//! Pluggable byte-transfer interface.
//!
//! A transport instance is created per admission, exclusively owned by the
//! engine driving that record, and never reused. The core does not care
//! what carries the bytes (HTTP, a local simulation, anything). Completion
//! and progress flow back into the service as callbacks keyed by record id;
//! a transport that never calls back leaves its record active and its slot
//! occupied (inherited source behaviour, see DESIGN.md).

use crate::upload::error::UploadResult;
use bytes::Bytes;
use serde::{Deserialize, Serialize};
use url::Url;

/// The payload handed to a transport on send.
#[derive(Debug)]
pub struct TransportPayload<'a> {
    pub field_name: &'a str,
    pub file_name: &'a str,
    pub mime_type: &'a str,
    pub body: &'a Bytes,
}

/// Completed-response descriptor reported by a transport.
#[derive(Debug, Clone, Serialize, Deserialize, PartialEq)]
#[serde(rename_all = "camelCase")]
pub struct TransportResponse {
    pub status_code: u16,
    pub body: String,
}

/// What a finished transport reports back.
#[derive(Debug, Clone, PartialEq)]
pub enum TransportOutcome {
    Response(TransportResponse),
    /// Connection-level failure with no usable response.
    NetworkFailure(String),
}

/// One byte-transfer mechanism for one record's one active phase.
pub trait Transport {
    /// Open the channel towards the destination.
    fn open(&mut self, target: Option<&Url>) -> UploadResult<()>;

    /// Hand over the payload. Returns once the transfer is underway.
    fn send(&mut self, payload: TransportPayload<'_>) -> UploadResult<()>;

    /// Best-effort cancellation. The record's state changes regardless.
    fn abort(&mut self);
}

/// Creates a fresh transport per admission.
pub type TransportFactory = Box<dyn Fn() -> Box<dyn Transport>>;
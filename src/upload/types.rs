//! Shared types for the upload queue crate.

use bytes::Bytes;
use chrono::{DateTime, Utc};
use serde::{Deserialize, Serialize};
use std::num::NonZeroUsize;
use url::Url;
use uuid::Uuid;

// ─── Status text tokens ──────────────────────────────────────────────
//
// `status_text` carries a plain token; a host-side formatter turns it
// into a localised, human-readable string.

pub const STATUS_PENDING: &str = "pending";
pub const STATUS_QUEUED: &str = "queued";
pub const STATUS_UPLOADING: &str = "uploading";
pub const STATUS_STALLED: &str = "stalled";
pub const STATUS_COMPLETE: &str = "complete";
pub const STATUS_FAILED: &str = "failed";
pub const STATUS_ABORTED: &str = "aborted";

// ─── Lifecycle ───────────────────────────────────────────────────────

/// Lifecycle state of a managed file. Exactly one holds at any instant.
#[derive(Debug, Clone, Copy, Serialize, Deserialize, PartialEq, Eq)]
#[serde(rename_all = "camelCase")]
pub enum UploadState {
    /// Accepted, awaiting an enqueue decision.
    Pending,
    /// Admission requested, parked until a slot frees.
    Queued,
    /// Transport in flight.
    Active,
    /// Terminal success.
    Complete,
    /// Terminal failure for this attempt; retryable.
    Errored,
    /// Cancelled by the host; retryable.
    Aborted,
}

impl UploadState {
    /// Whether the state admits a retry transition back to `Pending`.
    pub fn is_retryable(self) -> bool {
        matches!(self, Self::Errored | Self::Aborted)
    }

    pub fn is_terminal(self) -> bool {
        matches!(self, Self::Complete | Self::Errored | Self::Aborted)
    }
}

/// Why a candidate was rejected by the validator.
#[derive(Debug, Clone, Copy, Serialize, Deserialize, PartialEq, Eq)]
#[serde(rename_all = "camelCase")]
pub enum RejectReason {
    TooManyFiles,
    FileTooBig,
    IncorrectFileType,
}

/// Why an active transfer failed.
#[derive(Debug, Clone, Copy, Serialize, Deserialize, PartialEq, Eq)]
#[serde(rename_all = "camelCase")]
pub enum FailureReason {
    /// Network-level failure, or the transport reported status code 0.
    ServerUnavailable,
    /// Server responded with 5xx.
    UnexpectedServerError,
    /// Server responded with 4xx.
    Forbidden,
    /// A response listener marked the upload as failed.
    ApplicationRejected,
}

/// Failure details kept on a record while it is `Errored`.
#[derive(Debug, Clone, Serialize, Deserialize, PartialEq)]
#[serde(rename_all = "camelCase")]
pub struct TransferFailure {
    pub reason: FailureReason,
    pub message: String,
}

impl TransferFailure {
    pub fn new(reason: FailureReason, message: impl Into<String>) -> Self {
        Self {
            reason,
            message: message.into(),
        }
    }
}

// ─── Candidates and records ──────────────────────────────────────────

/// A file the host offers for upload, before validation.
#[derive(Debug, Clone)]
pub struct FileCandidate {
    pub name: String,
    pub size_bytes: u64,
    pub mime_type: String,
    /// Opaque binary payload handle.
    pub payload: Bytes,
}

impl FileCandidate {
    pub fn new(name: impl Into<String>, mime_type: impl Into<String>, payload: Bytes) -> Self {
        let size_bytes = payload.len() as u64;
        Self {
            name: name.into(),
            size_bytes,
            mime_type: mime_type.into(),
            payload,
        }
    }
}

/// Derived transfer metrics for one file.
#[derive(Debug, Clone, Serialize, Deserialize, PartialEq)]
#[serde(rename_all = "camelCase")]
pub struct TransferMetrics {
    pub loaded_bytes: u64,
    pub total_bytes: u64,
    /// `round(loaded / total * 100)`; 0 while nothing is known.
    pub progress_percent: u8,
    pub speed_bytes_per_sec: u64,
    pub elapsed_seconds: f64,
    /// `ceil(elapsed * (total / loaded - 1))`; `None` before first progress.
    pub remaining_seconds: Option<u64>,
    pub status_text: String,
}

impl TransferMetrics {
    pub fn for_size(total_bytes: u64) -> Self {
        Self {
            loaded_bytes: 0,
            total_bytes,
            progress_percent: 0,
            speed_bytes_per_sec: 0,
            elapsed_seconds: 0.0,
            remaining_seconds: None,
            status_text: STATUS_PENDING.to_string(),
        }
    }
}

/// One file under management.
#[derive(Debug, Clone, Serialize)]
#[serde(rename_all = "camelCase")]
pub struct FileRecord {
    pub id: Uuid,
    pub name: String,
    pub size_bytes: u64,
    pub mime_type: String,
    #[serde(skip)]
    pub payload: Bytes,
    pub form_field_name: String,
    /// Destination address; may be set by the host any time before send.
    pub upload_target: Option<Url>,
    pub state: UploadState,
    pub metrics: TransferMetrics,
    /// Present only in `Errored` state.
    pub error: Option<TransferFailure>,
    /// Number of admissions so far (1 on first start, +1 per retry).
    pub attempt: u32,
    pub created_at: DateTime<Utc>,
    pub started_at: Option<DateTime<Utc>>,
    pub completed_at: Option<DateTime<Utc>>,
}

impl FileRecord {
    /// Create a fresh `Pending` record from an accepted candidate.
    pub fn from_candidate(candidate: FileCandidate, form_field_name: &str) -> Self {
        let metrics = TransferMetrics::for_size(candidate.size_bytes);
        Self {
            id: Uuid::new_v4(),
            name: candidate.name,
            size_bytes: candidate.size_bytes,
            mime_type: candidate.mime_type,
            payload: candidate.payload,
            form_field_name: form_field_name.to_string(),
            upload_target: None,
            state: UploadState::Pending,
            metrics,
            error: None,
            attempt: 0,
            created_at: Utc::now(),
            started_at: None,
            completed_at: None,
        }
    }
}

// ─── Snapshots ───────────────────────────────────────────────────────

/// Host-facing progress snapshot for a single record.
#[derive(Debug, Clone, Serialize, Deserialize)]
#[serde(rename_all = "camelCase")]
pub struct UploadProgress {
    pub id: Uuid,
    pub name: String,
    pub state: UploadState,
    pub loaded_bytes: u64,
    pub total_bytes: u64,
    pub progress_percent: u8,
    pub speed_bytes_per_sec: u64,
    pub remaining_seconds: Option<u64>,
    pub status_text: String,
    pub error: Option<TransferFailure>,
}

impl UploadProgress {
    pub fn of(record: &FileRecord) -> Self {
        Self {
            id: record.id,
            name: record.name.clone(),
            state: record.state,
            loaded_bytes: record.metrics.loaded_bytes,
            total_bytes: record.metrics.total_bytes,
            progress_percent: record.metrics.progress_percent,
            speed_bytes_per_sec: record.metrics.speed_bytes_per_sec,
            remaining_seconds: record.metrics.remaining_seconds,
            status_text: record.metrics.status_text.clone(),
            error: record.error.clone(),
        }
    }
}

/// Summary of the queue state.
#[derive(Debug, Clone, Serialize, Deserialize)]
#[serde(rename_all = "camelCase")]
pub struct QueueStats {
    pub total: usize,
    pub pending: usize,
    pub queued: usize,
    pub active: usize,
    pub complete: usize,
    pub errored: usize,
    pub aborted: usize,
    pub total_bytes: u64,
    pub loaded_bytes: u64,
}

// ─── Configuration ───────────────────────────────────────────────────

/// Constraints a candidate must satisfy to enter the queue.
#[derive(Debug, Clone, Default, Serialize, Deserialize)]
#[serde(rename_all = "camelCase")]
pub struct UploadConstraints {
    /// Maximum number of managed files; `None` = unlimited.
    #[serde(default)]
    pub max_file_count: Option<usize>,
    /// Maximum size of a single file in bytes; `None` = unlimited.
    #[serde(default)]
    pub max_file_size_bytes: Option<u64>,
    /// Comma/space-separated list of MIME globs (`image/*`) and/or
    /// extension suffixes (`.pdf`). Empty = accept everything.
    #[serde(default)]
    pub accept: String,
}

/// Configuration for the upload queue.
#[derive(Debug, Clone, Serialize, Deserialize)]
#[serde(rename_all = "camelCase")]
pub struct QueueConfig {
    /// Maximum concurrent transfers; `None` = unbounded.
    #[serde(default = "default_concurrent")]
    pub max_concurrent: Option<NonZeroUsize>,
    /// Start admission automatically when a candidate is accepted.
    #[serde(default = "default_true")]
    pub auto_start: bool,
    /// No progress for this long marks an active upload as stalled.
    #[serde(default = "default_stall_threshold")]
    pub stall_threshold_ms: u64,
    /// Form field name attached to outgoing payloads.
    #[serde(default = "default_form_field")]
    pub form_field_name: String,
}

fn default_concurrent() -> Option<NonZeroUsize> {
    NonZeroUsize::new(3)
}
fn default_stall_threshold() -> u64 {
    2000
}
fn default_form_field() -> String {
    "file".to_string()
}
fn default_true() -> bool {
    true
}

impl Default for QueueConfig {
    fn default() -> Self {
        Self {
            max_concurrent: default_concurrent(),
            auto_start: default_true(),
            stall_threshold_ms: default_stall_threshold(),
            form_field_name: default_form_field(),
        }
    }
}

- WHAT TO PRODUCE -
Everything from the line containing "one active phase." through the line containing "state changes regardless." in the material above should be retyped exactly, both ends included, and nothing more.

- ANSWER FOR THIS EXERCISE -
/// One byte-transfer mechanism for one record's one active phase.
pub trait Transport {
    /// Open the channel towards the destination.
    fn open(&mut self, target: Option<&Url>) -> UploadResult<()>;

    /// Hand over the payload. Returns once the transfer is underway.
    fn send(&mut self, payload: TransportPayload<'_>) -> UploadResult<()>;

    /// Best-effort cancellation. The record's state changes regardless.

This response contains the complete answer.